* [Work request]: Set every entry down again exactly, omitting none.
BEGIN Dataset excerpts
//! Classification of flagged buckets: type, drift runs, confidence
//!
//! Pure functions over per-row feature contributions so the pipeline in
//! `mod.rs` stays thin and everything here is unit-testable without a store.

use crate::types::AnomalyType;

/// Z-score threshold above which the power signal alone names the type.
pub const POWER_Z_THRESHOLD: f64 = 2.0;

/// Consecutive same-sign flagged buckets that reclassify as drift.
pub const DRIFT_RUN_LENGTH: usize = 3;

/// One feature's standardized contribution to a flagged row.
#[derive(Debug, Clone)]
pub struct FeatureContribution {
    pub key: String,
    /// Signed z-score of the row's value within the window.
    pub z: f64,
}

/// Name the anomaly type from the flagged row's contributions.
///
/// Priority order:
/// 1. a dominating baseline-deviation feature,
/// 2. power |z| above threshold → spike/drop by sign,
/// 3. the top contributor's signal family (temperature/pressure/production),
/// 4. unknown.
pub fn classify(contributions: &[FeatureContribution]) -> AnomalyType {
    let Some(top) = contributions
        .iter()
        .max_by(|a, b| {
            a.z.abs()
                .partial_cmp(&b.z.abs())
                .unwrap_or(std::cmp::Ordering::Equal)
        })
    else {
        return AnomalyType::Unknown;
    };

    if top.key == "baseline_deviation" {
        return AnomalyType::BaselineDeviation;
    }

    if let Some(power) = contributions
        .iter()
        .find(|c| c.key == "avg_power_kw" || c.key == "power_kw")
    {
        if power.z.abs() >= POWER_Z_THRESHOLD {
            return if power.z > 0.0 {
                AnomalyType::Spike
            } else {
                AnomalyType::Drop
            };
        }
    }

    match top.key.as_str() {
        k if k.contains("temp") => AnomalyType::Temperature,
        k if k.contains("pressure") => AnomalyType::Pressure,
        k if k.contains("production") || k.contains("throughput") => AnomalyType::Production,
        "avg_power_kw" | "power_kw" | "avg_load_factor" => AnomalyType::Power,
        _ => AnomalyType::Unknown,
    }
}

/// Reclassify sustained runs as drift.
///
/// `flags[i]` is `Some(sign_of_power_deviation)` for flagged buckets, `None`
/// otherwise. Runs of `DRIFT_RUN_LENGTH`+ consecutive flags with the same
/// sign are drift; returns the per-bucket override.
pub fn drift_overrides(flags: &[Option<i8>]) -> Vec<bool> {
    let mut drift = vec![false; flags.len()];
    let mut run_start = 0usize;
    let mut run_sign: Option<i8> = None;
    let mut run_len = 0usize;

    let close_run = |drift: &mut Vec<bool>, start: usize, len: usize| {
        if len >= DRIFT_RUN_LENGTH {
            for slot in drift.iter_mut().skip(start).take(len) {
                *slot = true;
            }
        }
    };

    for (i, flag) in flags.iter().enumerate() {
        match (*flag, run_sign) {
            (Some(sign), Some(current)) if sign == current => run_len += 1,
            (Some(sign), _) => {
                close_run(&mut drift, run_start, run_len);
                run_start = i;
                run_sign = Some(sign);
                run_len = 1;
            }
            (None, _) => {
                close_run(&mut drift, run_start, run_len);
                run_sign = None;
                run_len = 0;
            }
        }
    }
    close_run(&mut drift, run_start, run_len);

    drift
}

/// Map an isolation score above its threshold into a confidence in [0, 1].
///
/// Scores sit in (0.5, 1] once past the cutoff; rescale the headroom.
pub fn confidence(score: f64, threshold: f64) -> f64 {
    if score <= threshold || threshold >= 1.0 {
        return 0.0;
    }
    ((score - threshold) / (1.0 - threshold)).clamp(0.0, 1.0)
}

/// Column mean and standard deviation, for z-scores.
pub fn mean_std(values: &[f64]) -> (f64, f64) {
    if values.is_empty() {
        return (0.0, 0.0);
    }
    let n = values.len() as f64;
    let mean = values.iter().sum::<f64>() / n;
    let var = values.iter().map(|v| (v - mean) * (v - mean)).sum::<f64>() / n;
    (mean, var.sqrt())
}

#[cfg(test)]
mod tests {
    use super::*;

    fn c(key: &str, z: f64) -> FeatureContribution {
        FeatureContribution {
            key: key.to_string(),
            z,
        }
    }

    #[test]
    fn power_spike_and_drop_by_sign() {
        assert_eq!(
            classify(&[c("avg_power_kw", 3.2), c("avg_machine_temp_c", 0.4)]),
            AnomalyType::Spike
        );
        assert_eq!(
            classify(&[c("avg_power_kw", -2.5), c("avg_machine_temp_c", 0.4)]),
            AnomalyType::Drop
        );
    }

    #[test]
    fn dominant_baseline_deviation_wins() {
        assert_eq!(
            classify(&[c("avg_power_kw", 2.1), c("baseline_deviation", 4.0)]),
            AnomalyType::BaselineDeviation
        );
    }

    #[test]
    fn typed_signals_from_top_contributor() {
        assert_eq!(
            classify(&[c("avg_machine_temp_c", 3.0), c("avg_power_kw", 0.5)]),
            AnomalyType::Temperature
        );
        assert_eq!(
            classify(&[c("avg_pressure_bar", -2.8), c("avg_power_kw", 0.2)]),
            AnomalyType::Pressure
        );
        assert_eq!(
            classify(&[c("total_production_count", -3.1), c("avg_power_kw", 1.0)]),
            AnomalyType::Production
        );
    }

    #[test]
    fn weak_power_top_contributor_is_power_typed() {
        // power leads but below the spike threshold
        assert_eq!(
            classify(&[c("avg_power_kw", 1.5), c("avg_machine_temp_c", 0.3)]),
            AnomalyType::Power
        );
    }

    #[test]
    fn empty_contributions_are_unknown() {
        assert_eq!(classify(&[]), AnomalyType::Unknown);
    }

    #[test]
    fn drift_requires_three_consecutive_same_sign() {
        // run of 3 positives → drift
        let flags = vec![Some(1), Some(1), Some(1), None, Some(1)];
        assert_eq!(drift_overrides(&flags), vec![true, true, true, false, false]);

        // run of 2 is not drift
        let flags = vec![Some(1), Some(1), None, Some(-1)];
        assert_eq!(drift_overrides(&flags), vec![false; 4]);

        // sign change breaks the run
        let flags = vec![Some(1), Some(1), Some(-1), Some(-1), Some(-1)];
        assert_eq!(
            drift_overrides(&flags),
            vec![false, false, true, true, true]
        );
    }

    #[test]
    fn drift_run_at_the_tail_is_closed() {
        let flags = vec![None, Some(-1), Some(-1), Some(-1)];
        assert_eq!(drift_overrides(&flags), vec![false, true, true, true]);
    }

    #[test]
    fn confidence_rescales_score_headroom() {
        assert_eq!(confidence(0.5, 0.6), 0.0);
        assert!((confidence(0.8, 0.6) - 0.5).abs() < 1e-9);
        assert!((confidence(1.0, 0.6) - 1.0).abs() < 1e-9);
    }

    #[test]
    fn mean_std_basics() {
        let (mean, std) = mean_std(&[2.0, 4.0, 4.0, 4.0, 5.0, 5.0, 7.0, 9.0]);
        assert!((mean - 5.0).abs() < 1e-9);
        assert!((std - 2.0).abs() < 1e-9);
    }
}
END Dataset excerpts
* [Your solution]:
//! Classification of flagged buckets: type, drift runs, confidence
//!
//! Pure functions over per-row feature contributions so the pipeline in
//! `mod.rs` stays thin and everything here is unit-testable without a store.

use crate::types::AnomalyType;

/// Z-score threshold above which the power signal alone names the type.
pub const POWER_Z_THRESHOLD: f64 = 2.0;

/// Consecutive same-sign flagged buckets that reclassify as drift.
pub const DRIFT_RUN_LENGTH: usize = 3;

/// One feature's standardized contribution to a flagged row.
#[derive(Debug, Clone)]
pub struct FeatureContribution {
    pub key: String,
    /// Signed z-score of the row's value within the window.
    pub z: f64,
}

/// Name the anomaly type from the flagged row's contributions.
///
/// Priority order:
/// 1. a dominating baseline-deviation feature,
/// 2. power |z| above threshold → spike/drop by sign,
/// 3. the top contributor's signal family (temperature/pressure/production),
/// 4. unknown.
pub fn classify(contributions: &[FeatureContribution]) -> AnomalyType {
    let Some(top) = contributions
        .iter()
        .max_by(|a, b| {
            a.z.abs()
                .partial_cmp(&b.z.abs())
                .unwrap_or(std::cmp::Ordering::Equal)
        })
    else {
        return AnomalyType::Unknown;
    };

    if top.key == "baseline_deviation" {
        return AnomalyType::BaselineDeviation;
    }

    if let Some(power) = contributions
        .iter()
        .find(|c| c.key == "avg_power_kw" || c.key == "power_kw")
    {
        if power.z.abs() >= POWER_Z_THRESHOLD {
            return if power.z > 0.0 {
                AnomalyType::Spike
            } else {
                AnomalyType::Drop
            };
        }
    }

    match top.key.as_str() {
        k if k.contains("temp") => AnomalyType::Temperature,
        k if k.contains("pressure") => AnomalyType::Pressure,
        k if k.contains("production") || k.contains("throughput") => AnomalyType::Production,
        "avg_power_kw" | "power_kw" | "avg_load_factor" => AnomalyType::Power,
        _ => AnomalyType::Unknown,
    }
}

/// Reclassify sustained runs as drift.
///
/// `flags[i]` is `Some(sign_of_power_deviation)` for flagged buckets, `None`
/// otherwise. Runs of `DRIFT_RUN_LENGTH`+ consecutive flags with the same
/// sign are drift; returns the per-bucket override.
pub fn drift_overrides(flags: &[Option<i8>]) -> Vec<bool> {
    let mut drift = vec![false; flags.len()];
    let mut run_start = 0usize;
    let mut run_sign: Option<i8> = None;
    let mut run_len = 0usize;

    let close_run = |drift: &mut Vec<bool>, start: usize, len: usize| {
        if len >= DRIFT_RUN_LENGTH {
            for slot in drift.iter_mut().skip(start).take(len) {
                *slot = true;
            }
        }
    };

    for (i, flag) in flags.iter().enumerate() {
        match (*flag, run_sign) {
            (Some(sign), Some(current)) if sign == current => run_len += 1,
            (Some(sign), _) => {
                close_run(&mut drift, run_start, run_len);
                run_start = i;
                run_sign = Some(sign);
                run_len = 1;
            }
            (None, _) => {
                close_run(&mut drift, run_start, run_len);
                run_sign = None;
                run_len = 0;
            }
        }
    }
    close_run(&mut drift, run_start, run_len);

    drift
}

/// Map an isolation score above its threshold into a confidence in [0, 1].
///
/// Scores sit in (0.5, 1] once past the cutoff; rescale the headroom.
pub fn confidence(score: f64, threshold: f64) -> f64 {
    if score <= threshold || threshold >= 1.0 {
        return 0.0;
    }
    ((score - threshold) / (1.0 - threshold)).clamp(0.0, 1.0)
}

/// Column mean and standard deviation, for z-scores.
pub fn mean_std(values: &[f64]) -> (f64, f64) {
    if values.is_empty() {
        return (0.0, 0.0);
    }
    let n = values.len() as f64;
    let mean = values.iter().sum::<f64>() / n;
    let var = values.iter().map(|v| (v - mean) * (v - mean)).sum::<f64>() / n;
    (mean, var.sqrt())
}

#[cfg(test)]
mod tests {
    use super::*;

    fn c(key: &str, z: f64) -> FeatureContribution {
        FeatureContribution {
            key: key.to_string(),
            z,
        }
    }

    #[test]
    fn power_spike_and_drop_by_sign() {
        assert_eq!(
            classify(&[c("avg_power_kw", 3.2), c("avg_machine_temp_c", 0.4)]),
            AnomalyType::Spike
        );
        assert_eq!(
            classify(&[c("avg_power_kw", -2.5), c("avg_machine_temp_c", 0.4)]),
            AnomalyType::Drop
        );
    }

    #[test]
    fn dominant_baseline_deviation_wins() {
        assert_eq!(
            classify(&[c("avg_power_kw", 2.1), c("baseline_deviation", 4.0)]),
            AnomalyType::BaselineDeviation
        );
    }

    #[test]
    fn typed_signals_from_top_contributor() {
        assert_eq!(
            classify(&[c("avg_machine_temp_c", 3.0), c("avg_power_kw", 0.5)]),
            AnomalyType::Temperature
        );
        assert_eq!(
            classify(&[c("avg_pressure_bar", -2.8), c("avg_power_kw", 0.2)]),
            AnomalyType::Pressure
        );
        assert_eq!(
            classify(&[c("total_production_count", -3.1), c("avg_power_kw", 1.0)]),
            AnomalyType::Production
        );
    }

    #[test]
    fn weak_power_top_contributor_is_power_typed() {
        // power leads but below the spike threshold
        assert_eq!(
            classify(&[c("avg_power_kw", 1.5), c("avg_machine_temp_c", 0.3)]),
            AnomalyType::Power
        );
    }

    #[test]
    fn empty_contributions_are_unknown() {
        assert_eq!(classify(&[]), AnomalyType::Unknown);
    }

    #[test]
    fn drift_requires_three_consecutive_same_sign() {
        // run of 3 positives → drift
        let flags = vec![Some(1), Some(1), Some(1), None, Some(1)];
        assert_eq!(drift_overrides(&flags), vec![true, true, true, false, false]);

        // run of 2 is not drift
        let flags = vec![Some(1), Some(1), None, Some(-1)];
        assert_eq!(drift_overrides(&flags), vec![false; 4]);

        // sign change breaks the run
        let flags = vec![Some(1), Some(1), Some(-1), Some(-1), Some(-1)];
        assert_eq!(
            drift_overrides(&flags),
            vec![false, false, true, true, true]
        );
    }

    #[test]
    fn drift_run_at_the_tail_is_closed() {
        let flags = vec![None, Some(-1), Some(-1), Some(-1)];
        assert_eq!(drift_overrides(&flags), vec![false, true, true, true]);
    }

    #[test]
    fn confidence_rescales_score_headroom() {
        assert_eq!(confidence(0.5, 0.6), 0.0);
        assert!((confidence(0.8, 0.6) - 0.5).abs() < 1e-9);
        assert!((confidence(1.0, 0.6) - 1.0).abs() < 1e-9);
    }

    #[test]
    fn mean_std_basics() {
        let (mean, std) = mean_std(&[2.0, 4.0, 4.0, 4.0, 5.0, 5.0, 7.0, 9.0]);
        assert!((mean - 5.0).abs() < 1e-9);
        assert!((std - 2.0).abs() < 1e-9);
    }
}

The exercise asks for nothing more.